Task statement
Every line below that has the string "background" needs to be copied.

Saved entries:
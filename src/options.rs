use crate::defaults;
use crate::types::{AspectRatio, Color};
use serde::{Deserialize, Serialize};

/// Everything the renderer needs besides the photo itself.
///
/// Owned by the caller (CLI, prefs layer) and passed in explicitly on
/// each recomputation; nothing in the crate retains it.
#[derive(Serialize, Deserialize, Debug, PartialEq, Copy, Clone)]
pub struct FrameOptions {
    /// Border width in percent of the shorter source side.
    pub border_percent: f64,
    pub ratio: AspectRatio,
    /// Longest allowed canvas side; `0` disables downscaling.
    pub max_dimension: u32,
    /// Output image quality (1-100), JPEG only.
    pub quality: u8,
    pub background: Color,
}

impl Default for FrameOptions {
    #[inline]
    fn default() -> Self {
        Self {
            border_percent: defaults::BORDER_PERCENT,
            ratio: AspectRatio::default(),
            max_dimension: defaults::MAX_CANVAS_DIMENSION,
            quality: defaults::JPEG_QUALITY,
            background: defaults::BACKGROUND,
        }
    }
}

Response for this exercise
    pub background: Color,
            background: defaults::BACKGROUND,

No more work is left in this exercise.